Beauty unfolds along the length of Lake Champlain, the 120-mile-long waterway that reaches to Quebec province and, after the Great Lakes, is America's largest freshwater lake. The Champlain Valley starts around Middlebury and Vergennes and embraces Charlotte and Shelburne, where rolling, pastoral landscape gives new definition to suburbia, Vermont style. It extends as far north as the Champlain Islands, a delightful cluster of isles and byways lightly touched by civilization.

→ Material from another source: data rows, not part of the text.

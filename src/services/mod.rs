// Order use cases
pub mod orders;

// Pricing, vouchers and discounts
pub mod discounts;

// Stock allocation and reconciliation
pub mod inventory;

// Fulfillments, restocks and returns
pub mod fulfillments;

// Audit log helpers
pub mod order_events;

// Status derivation and pure predicates that work directly with models
pub mod order_status;

pub use discounts::{CustomerInfo, DiscountContext, DiscountService, SaleDiscount};
pub use fulfillments::{
    CreateFulfillmentsInput, CreateReturnInput, FulfillmentLineInput, FulfillmentService,
    ReturnLineInput, WarehouseLines,
};
pub use inventory::{StockRequest, StockService, StockTaken};
pub use orders::{OrderService, RecalculateOptions};
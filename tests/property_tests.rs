//! Property-based tests for pricing and stock invariants.
//!
//! These tests use proptest to check that totals, discounts and stock
//! bookkeeping hold across a wide range of inputs.

mod common;

use chrono::Utc;
use commerce_orders::models::{
    DiscountInput, DiscountValueType, Voucher, VoucherChannelListing, VoucherType,
};
use commerce_orders::money::{Currency, ExchangeRates, Money};
use commerce_orders::services::{
    CreateFulfillmentsInput, DiscountService, FulfillmentLineInput, RecalculateOptions,
    WarehouseLines,
};
use common::{variant, TestApp};
use proptest::prelude::*;
use rust_decimal::Decimal;
use uuid::Uuid;

fn runtime() -> tokio::runtime::Runtime {
    tokio::runtime::Builder::new_current_thread()
        .enable_all()
        .build()
        .expect("tokio runtime")
}

// Strategies for generating test data
fn cents_strategy() -> impl Strategy<Value = Decimal> {
    (0i64..10_000_000).prop_map(|cents| Decimal::new(cents, 2))
}

fn percent_strategy() -> impl Strategy<Value = Decimal> {
    (0i64..=10_000).prop_map(|basis_points| Decimal::new(basis_points, 2))
}

fn value_type_strategy() -> impl Strategy<Value = DiscountValueType> {
    prop_oneof![
        Just(DiscountValueType::Fixed),
        Just(DiscountValueType::Percentage)
    ]
}

fn voucher_with_min_quantity(min: i32) -> Voucher {
    Voucher {
        id: Uuid::new_v4(),
        code: "BULK".into(),
        name: None,
        voucher_type: VoucherType::EntireOrder,
        discount_value_type: DiscountValueType::Fixed,
        usage_limit: None,
        used: 0,
        start_date: Utc::now(),
        end_date: None,
        apply_once_per_order: false,
        apply_once_per_customer: false,
        only_for_staff: false,
        countries: vec![],
        min_checkout_items_quantity: min,
        channel_listings: vec![VoucherChannelListing {
            channel_id: Uuid::new_v4(),
            discount_value: Decimal::ONE,
            currency: Currency::USD,
            min_spent: None,
        }],
    }
}

// Property: a discount never exceeds its base and never goes negative
proptest! {
    #![proptest_config(ProptestConfig::with_cases(500))]

    #[test]
    fn discount_stays_within_base(
        value_type in value_type_strategy(),
        value in cents_strategy(),
        base in cents_strategy(),
    ) {
        let service = DiscountService::new(ExchangeRates::new(), true);
        let base = Money::new(base, Currency::USD);
        let amount = service
            .discount_amount_for(value_type, value, Currency::USD, &base)
            .unwrap();
        prop_assert!(!amount.is_negative());
        prop_assert!(amount.amount <= base.amount, "{} exceeds {}", amount, base);
    }

    #[test]
    fn percentage_discount_is_monotonic(
        low in percent_strategy(),
        high in percent_strategy(),
        base in cents_strategy(),
    ) {
        let (low, high) = if low <= high { (low, high) } else { (high, low) };
        let service = DiscountService::new(ExchangeRates::new(), false);
        let base = Money::new(base, Currency::USD);
        let small = service
            .discount_amount_for(DiscountValueType::Percentage, low, Currency::USD, &base)
            .unwrap();
        let large = service
            .discount_amount_for(DiscountValueType::Percentage, high, Currency::USD, &base)
            .unwrap();
        prop_assert!(small.amount <= large.amount);
    }
}

// Property: adding items never makes a minimum-quantity voucher invalid
proptest! {
    #[test]
    fn min_quantity_check_is_monotonic(min in 0i32..50, quantity in 0i32..100, extra in 0i32..100) {
        let voucher = voucher_with_min_quantity(min);
        if voucher.validate_min_checkout_items_quantity(quantity).is_ok() {
            prop_assert!(voucher
                .validate_min_checkout_items_quantity(quantity + extra)
                .is_ok());
        }
        prop_assert_eq!(
            voucher.validate_min_checkout_items_quantity(quantity).is_ok(),
            quantity >= min
        );
    }
}

// Property: order totals are idempotent and never negative
proptest! {
    #![proptest_config(ProptestConfig::with_cases(40))]

    #[test]
    fn recalculation_is_idempotent_and_non_negative(
        prices in prop::collection::vec((1i64..50_000, 1i32..6), 1..4),
        shipping in 0i64..5_000,
        discount_type in value_type_strategy(),
        discount_value in 0i64..200_000,
    ) {
        runtime().block_on(async {
            let app = TestApp::new();
            let order = app.draft_order(Decimal::new(shipping, 2)).await;
            let mut tx = app.begin().await;
            for (cents, quantity) in &prices {
                app.service
                    .add_variant_to_order(&mut tx, order.id, variant(Decimal::new(*cents, 2), false), *quantity, None)
                    .await
                    .unwrap();
            }
            let value = match discount_type {
                DiscountValueType::Percentage => Decimal::new(discount_value % 10_001, 2),
                DiscountValueType::Fixed => Decimal::new(discount_value, 2),
            };
            app.service
                .create_order_discount(
                    &mut tx,
                    order.id,
                    DiscountInput { value_type: discount_type, value, reason: None, name: None },
                    None,
                )
                .await
                .unwrap();

            let first = app
                .service
                .recalculate_order(&mut tx, order.id, RecalculateOptions::default())
                .await
                .unwrap();
            let second = app
                .service
                .recalculate_order(&mut tx, order.id, RecalculateOptions::default())
                .await
                .unwrap();
            assert_eq!(first, second);
            assert!(!second.total.gross.is_negative());
            assert!(!second.total.net.is_negative());
            assert!(second.discount_amount.amount <= second.undiscounted_total.gross.amount);
        });
    }
}

// Property: stock bookkeeping is conserved across fulfill and cancel
proptest! {
    #![proptest_config(ProptestConfig::with_cases(40))]

    #[test]
    fn fulfill_then_cancel_conserves_stock(on_hand in 1i32..50, ordered in 1i32..50, shipped in 1i32..50) {
        let ordered = ordered.min(on_hand);
        let shipped = shipped.min(ordered);
        runtime().block_on(async {
            let app = TestApp::new();
            let item = variant(Decimal::new(1999, 2), true);
            let variant_id = item.variant_id;
            app.seed_stock(variant_id, on_hand).await;
            let (order, lines) = app.placed_order(vec![(item, ordered)]).await;

            let mut tx = app.begin().await;
            let fulfillments = app
                .service
                .create_fulfillments(
                    &mut tx,
                    CreateFulfillmentsInput {
                        order_id: order.id,
                        lines_for_warehouses: vec![WarehouseLines {
                            warehouse_id: app.warehouse_id,
                            lines: vec![FulfillmentLineInput { order_line_id: lines[0].id, quantity: shipped }],
                        }],
                        ..Default::default()
                    },
                )
                .await
                .unwrap();
            app.service.commit(tx).await.unwrap();

            let stock = app.stock(variant_id).await;
            assert_eq!(stock.quantity, on_hand - shipped);
            assert_eq!(stock.quantity_allocated, ordered - shipped);
            assert!(stock.quantity_allocated <= stock.quantity);

            let mut tx = app.begin().await;
            app.service
                .cancel_fulfillment(&mut tx, fulfillments[0].id, None, None)
                .await
                .unwrap();
            app.service.commit(tx).await.unwrap();

            let stock = app.stock(variant_id).await;
            assert_eq!(stock.quantity, on_hand);
            assert_eq!(stock.quantity_allocated, ordered);
        });
    }

    #[test]
    fn exceeding_stock_then_cancel_conserves_stock(on_hand in 1i32..30, ordered in 1i32..30, shipped in 1i32..60) {
        let ordered = ordered.min(on_hand);
        runtime().block_on(async {
            let app = TestApp::new();
            let item = variant(Decimal::new(1250, 2), true);
            let variant_id = item.variant_id;
            app.seed_stock(variant_id, on_hand).await;
            let (order, lines) = app.placed_order(vec![(item, ordered)]).await;

            let mut tx = app.begin().await;
            let fulfillments = app
                .service
                .create_fulfillments(
                    &mut tx,
                    CreateFulfillmentsInput {
                        order_id: order.id,
                        lines_for_warehouses: vec![WarehouseLines {
                            warehouse_id: app.warehouse_id,
                            lines: vec![FulfillmentLineInput { order_line_id: lines[0].id, quantity: shipped }],
                        }],
                        allow_stock_to_be_exceeded: Some(true),
                        ..Default::default()
                    },
                )
                .await
                .unwrap();
            app.service.commit(tx).await.unwrap();

            let stock = app.stock(variant_id).await;
            assert_eq!(stock.quantity, (on_hand - shipped).max(0));
            assert_eq!(fulfillments[0].lines[0].quantity_from_stock, shipped.min(on_hand));

            let mut tx = app.begin().await;
            app.service
                .cancel_fulfillment(&mut tx, fulfillments[0].id, None, None)
                .await
                .unwrap();
            app.service.commit(tx).await.unwrap();

            let stock = app.stock(variant_id).await;
            assert_eq!(stock.quantity, on_hand);
            assert!(stock.quantity_allocated <= stock.quantity);
        });
    }

    #[test]
    fn allocation_never_exceeds_stock(on_hand in 0i32..30, requests in prop::collection::vec(1i32..15, 1..6)) {
        runtime().block_on(async {
            let app = TestApp::new();
            let item = variant(Decimal::new(500, 2), true);
            let variant_id = item.variant_id;
            app.seed_stock(variant_id, on_hand).await;
            let order = app.draft_order(Decimal::ZERO).await;

            let mut tx = app.begin().await;
            let line = app
                .service
                .add_variant_to_order(&mut tx, order.id, item, 100, None)
                .await
                .unwrap();
            let mut granted = 0;
            for quantity in requests {
                if app.service.stock().allocate_stocks(&mut tx, &line, quantity).await.is_ok() {
                    granted += quantity;
                }
            }
            app.service.commit(tx).await.unwrap();

            let stock = app.stock(variant_id).await;
            assert_eq!(stock.quantity_allocated, granted);
            assert!(stock.quantity_allocated <= stock.quantity);
        });
    }
}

Burlington, the state's largest city (population, 39,100), has blossomed into Vermont's downtown "as downtown as Vermont gets," in the laconic words of Vermont Life magazine. The nation's mayors recently voted it America's most livable city. The University of Vermont adds culture and vitality.
Here is one downtown that works, as the Church Street Marketplace and the revitalized lakefront draw throngs to the heart of the city day and night. Church Street is a wide pedestrian mall lined with specialty stores, restaurants, coffeehouses and outdoor cafes, plus a growing number of upscale national chain stores that inevitably go where the crowds are.
After years of neglect, Burlington has opened its lakefront to public access. Appealing people places are the nine-acre Waterfront Park with its flower gardens and swinging park benches, and a floating Community Boathouse that spawns all kinds of water sports. The new, triple-deck Spirit of Ethan Allen II gives lake excursions, and an auto ferry crosses the lake hourly for Port Kent, N.Y. The Lake Champlain Basin Science Center and Aquarium are in their infancy here. The free College Street shuttle bus connects the waterfront to downtown shopping and the university on the hill.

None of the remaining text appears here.